I just want to know the truth. The Senate Committee on Homeland Security and Governmental Affairs, which I chair, started investigating the Hillary Clinton e-mail scandal in March 2015. Instead of holding show-trial hearings, we have opted to tenaciously gather facts and information — against significant resistance — to uncover that truth.
The information we have obtained only heightens my suspicions that there was corrupt behavior occurring within the Obama administration during the 2016 campaign and presidential transition.
Here are some of the most obvious unanswered or inadequately answered questions raised during our more than four-year inquiry: (I have excluded questions that I hope to have answered in soon to be released DoJ-IG reports.)
– Did President Obama see clintonemail.com (instead of an official government address) as Hillary Clinton’s email address when he communicated with her?

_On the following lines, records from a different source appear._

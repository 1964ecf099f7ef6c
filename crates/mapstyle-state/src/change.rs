//! Change detection between two document revisions.
//!
//! Renderers need to know what to re-upload after a transition. The version
//! counters answer that without deep comparison; `ChangeSet` collects them.

use crate::StyleDocument;
use std::collections::BTreeSet;
use std::sync::Arc;

/// What differs between two revisions of a document.
#[derive(Clone, Debug, Default, PartialEq, Eq)]
pub struct ChangeSet {
    /// Root metadata moved: view fields, glyphs, sprite, or passthrough keys.
    pub view: bool,
    /// `layers_version` moved.
    pub layers: bool,
    /// `sources_version` moved.
    pub sources: bool,
    /// Sources present in both revisions whose `data_version` moved.
    pub data: BTreeSet<String>,
}

impl ChangeSet {
    /// Compare two revisions.
    ///
    /// Identical pointers short-circuit to an empty set. Counters are the
    /// primary signal; `Arc` identity catches a wholesale replacement that
    /// lands on equal counters. Mutations never swap a collection or source
    /// `Arc` without moving the matching counter.
    pub fn between(before: &StyleDocument, after: &StyleDocument) -> Self {
        if std::ptr::eq(before, after) {
            return Self::default();
        }

        let view = before.center != after.center
            || before.zoom != after.zoom
            || before.bearing != after.bearing
            || before.pitch != after.pitch
            || before.glyphs != after.glyphs
            || before.sprite != after.sprite
            || before.name != after.name
            || before.version != after.version
            || before.extra != after.extra;

        let layers = before.layers_version != after.layers_version
            || !Arc::ptr_eq(&before.layers, &after.layers);

        let mut sources = before.sources_version != after.sources_version
            || before.sources.len() != after.sources.len();
        let mut data = BTreeSet::new();
        for (name, source) in after.sources.iter() {
            let Some(old) = before.sources.get(name) else {
                sources = true;
                continue;
            };
            if Arc::ptr_eq(old, source) {
                continue;
            }
            if old.data_version != source.data_version {
                data.insert(name.clone());
            } else {
                // Same counter on a different record: the source was replaced.
                sources = true;
                if old.data != source.data {
                    data.insert(name.clone());
                }
            }
        }

        Self {
            view,
            layers,
            sources,
            data,
        }
    }

    /// True if nothing changed.
    pub fn is_empty(&self) -> bool {
        !self.view && !self.layers && !self.sources && self.data.is_empty()
    }

    /// True if the named source's feature data changed.
    #[inline]
    pub fn data_changed(&self, source: &str) -> bool {
        self.data.contains(source)
    }
}
//! Property tests over arbitrary transition sequences.

use mapstyle_state::{
    reduce, FeatureMatcher, FilterSpec, Layer, LayerPatch, Reducer, ReduceOptions, Source,
    StyleDocument, StyleFilterMatcher, Transition, ViewPatch, Visibility,
};
use proptest::prelude::*;
use serde_json::{json, Value};
use std::sync::Arc;

const LAYER_IDS: [&str; 4] = ["a", "b", "c", "d"];
const SOURCE_NAMES: [&str; 3] = ["pts", "lines", "osm"];

fn feature(n: i64) -> Value {
    json!({
        "type": "Feature",
        "geometry": {"type": "Point", "coordinates": [n, n]},
        "properties": {"n": n}
    })
}

fn layer_id() -> impl Strategy<Value = String> {
    prop::sample::select(LAYER_IDS.to_vec()).prop_map(str::to_string)
}

fn source_name() -> impl Strategy<Value = String> {
    prop::sample::select(SOURCE_NAMES.to_vec()).prop_map(str::to_string)
}

/// Any transition except `ReceiveContext`, which resets counters.
fn transition() -> impl Strategy<Value = Transition> {
    prop_oneof![
        (0.0f64..20.0).prop_map(|z| Transition::set_view(ViewPatch::new().with_zoom(z))),
        layer_id().prop_map(|id| Transition::add_layer(Layer::new(id))),
        layer_id().prop_map(|id| Transition::remove_layer(id)),
        layer_id().prop_map(|id| {
            Transition::update_layer(id, LayerPatch::new().with_field("type", "circle"))
        }),
        source_name().prop_map(|name| {
            let def = if name == "osm" {
                Source::osm()
            } else {
                Source::new("geojson")
            };
            Transition::add_source(name, def)
        }),
        source_name().prop_map(|name| Transition::remove_source(name)),
        (source_name(), prop::collection::vec(0i64..10, 0..4)).prop_map(|(name, ns)| {
            Transition::add_features(name, ns.into_iter().map(feature).collect())
        }),
        (source_name(), 0i64..10).prop_map(|(name, n)| {
            Transition::remove_features(name, json!(["<", "n", n]))
        }),
        (layer_id(), any::<bool>()).prop_map(|(id, hidden)| {
            let visibility = if hidden {
                Visibility::Hidden
            } else {
                Visibility::Visible
            };
            Transition::set_layer_visibility(id, visibility)
        }),
        Just(Transition::Unknown),
    ]
}

/// Apply a transition, treating caller-contract failures as "not applied".
fn step(reducer: &Reducer, doc: &Arc<StyleDocument>, t: Transition) -> Arc<StyleDocument> {
    reducer.apply(doc, t).unwrap_or_else(|_| Arc::clone(doc))
}

proptest! {
    #[test]
    fn counters_never_decrease(
        transitions in prop::collection::vec(transition(), 0..40),
        strict in any::<bool>(),
    ) {
        let options = if strict { ReduceOptions::strict() } else { ReduceOptions::default() };
        let reducer = Reducer::new().with_options(options);
        let mut doc = Arc::new(StyleDocument::default());

        for t in transitions {
            let next = step(&reducer, &doc, t);
            prop_assert!(next.layers_version >= doc.layers_version);
            prop_assert!(next.sources_version >= doc.sources_version);
            prop_assert!(next.layers_version - doc.layers_version <= 1);
            prop_assert!(next.sources_version - doc.sources_version <= 1);

            for (name, source) in next.sources.iter() {
                let Some(before) = doc.sources.get(name) else { continue };
                // A re-added source may carry a fresh counter.
                if next.sources_version != doc.sources_version {
                    continue;
                }
                match (before.data_version, source.data_version) {
                    (Some(old), Some(new)) => prop_assert!(new == old || new == old + 1),
                    (old, new) => prop_assert_eq!(old, new),
                }
            }
            doc = next;
        }
    }

    #[test]
    fn add_layer_appends_at_end(
        existing in prop::collection::vec(layer_id(), 0..8),
        id in layer_id(),
    ) {
        let doc = existing.iter().fold(Arc::new(StyleDocument::default()), |doc, id| {
            reduce(&doc, Transition::add_layer(Layer::new(id.as_str()))).unwrap()
        });
        let next = reduce(&doc, Transition::add_layer(Layer::new(id.as_str()))).unwrap();

        let mut expected: Vec<&str> = doc.layer_ids();
        expected.push(id.as_str());
        prop_assert_eq!(next.layer_ids(), expected);
        prop_assert_eq!(next.layers_version, doc.layers_version + 1);
    }

    #[test]
    fn receive_context_round_trips(
        transitions in prop::collection::vec(transition(), 0..20),
        zoom in 0.0f64..20.0,
        layers_version in 0u64..1000,
    ) {
        let reducer = Reducer::new();
        let doc = transitions
            .into_iter()
            .fold(Arc::new(StyleDocument::default()), |doc, t| step(&reducer, &doc, t));

        let replacement = StyleDocument {
            zoom,
            layers_version,
            name: "replacement".into(),
            ..StyleDocument::default()
        };
        let next = reduce(&doc, Transition::receive_context(replacement.clone())).unwrap();
        prop_assert_eq!(&*next, &replacement);
    }

    #[test]
    fn unknown_is_identity(transitions in prop::collection::vec(transition(), 0..20)) {
        let reducer = Reducer::new();
        let doc = transitions
            .into_iter()
            .fold(Arc::new(StyleDocument::default()), |doc, t| step(&reducer, &doc, t));
        let next = reduce(&doc, Transition::Unknown).unwrap();
        prop_assert!(Arc::ptr_eq(&next, &doc));
    }

    #[test]
    fn remove_features_leaves_only_non_matching(
        ns in prop::collection::vec(0i64..10, 0..30),
        threshold in 0i64..10,
    ) {
        let features: Vec<Value> = ns.iter().copied().map(feature).collect();
        let doc = reduce(
            &Arc::new(StyleDocument::default()),
            Transition::add_source("pts", Source::new("geojson")),
        )
        .unwrap();
        let doc = reduce(&doc, Transition::add_features("pts", features.clone())).unwrap();

        let filter = FilterSpec::new(json!([">=", "n", threshold]));
        let next = reduce(&doc, Transition::remove_features("pts", filter.clone())).unwrap();
        let remaining = next.get_source("pts").unwrap().features().unwrap();

        let matched = features
            .iter()
            .filter(|f| StyleFilterMatcher.matches(&filter, f))
            .count();
        prop_assert_eq!(remaining.len(), features.len() - matched);
        prop_assert!(remaining.iter().all(|f| !StyleFilterMatcher.matches(&filter, f)));
        prop_assert_eq!(
            next.get_source("pts").unwrap().data_version,
            doc.get_source("pts").unwrap().data_version.map(|v| v + 1)
        );
    }
}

– Why didn’t the FBI compel key witnesses to testify before the grand jury in its investigation of Clinton’s email scandal?
– Did the FBI require the preservation of evidence (computers and disk drives of Clinton and her associates)? If so, when? If not, why not?
– Why was no one charged with a crime after Clinton’s aides or employees used Bleachbit to permanently erase her emails and hammers to destroy two mobile devices?
– Why did the FBI allow fact witnesses Cheryl Mills and Heather Samuelson to join Clinton’s interview?
– What contact and involvement occurred between Ukrainian officials and members of the Clinton campaign, the Democratic National Committee, and/or Obama administration regarding the 2016 election?
– Did the Trump campaign receive a defensive briefing as thorough as was provided to Clinton’s campaign and Sen. Dianne Feinstein (D-Calif.)?
– What was the real reason James Comey briefed President-elect Trump on Jan. 6, 2017 about the unverified Steele dossier?
– What was Director of National Intelligence James Clapper’s role in engineering this part of the briefing?
– Who connected Joseph Mifsud with George Papadopoulos? How and why?
– Who connected Australia’s Ambassador to the United Kingdom, Alexander Downer, with George Papadopoulos in London? How and why?
– Did Obama and/or members of his White House staff communicate with the Department of Justice, the FBI, or intelligence agencies regarding the investigation of Trump and his campaign?
– Was there cooperation with foreign intelligence agencies during the investigation of the Trump campaign?
– What was the role of CIA Director John Brennan and the intelligence community in that investigation?
– How many Americans were “unmasked” during FISA surveillance? Which members of the Obama administration ordered unmasking, and why?
– Why were high-level State Department officials meeting with Christopher Steele and funneling his dossier to the FBI?
– What did Peter Strzok really mean by an “insurance policy”?
– In Peter Strzok’s Dec. 15, 2016 text, what leaks by “our sisters” was he referring to, and what did he believe they were worried about?
– Why was Peter Strzok – the FBI’s lead investigator on the Trump/Russia probe – concerned “there’s no big there there” as he was considering joining the Special Counsel team?
As you can see, there is much we don’t know, and many questions the mainstream media seems unwilling to ask and investigate. With the special counsel probe concluded, it is past time for Congress and the American people to have access to all relevant information to determine what is true, and what isn’t true.
Johnson is chairman of the Senate Committee on Homeland Security and Governmental Affairs.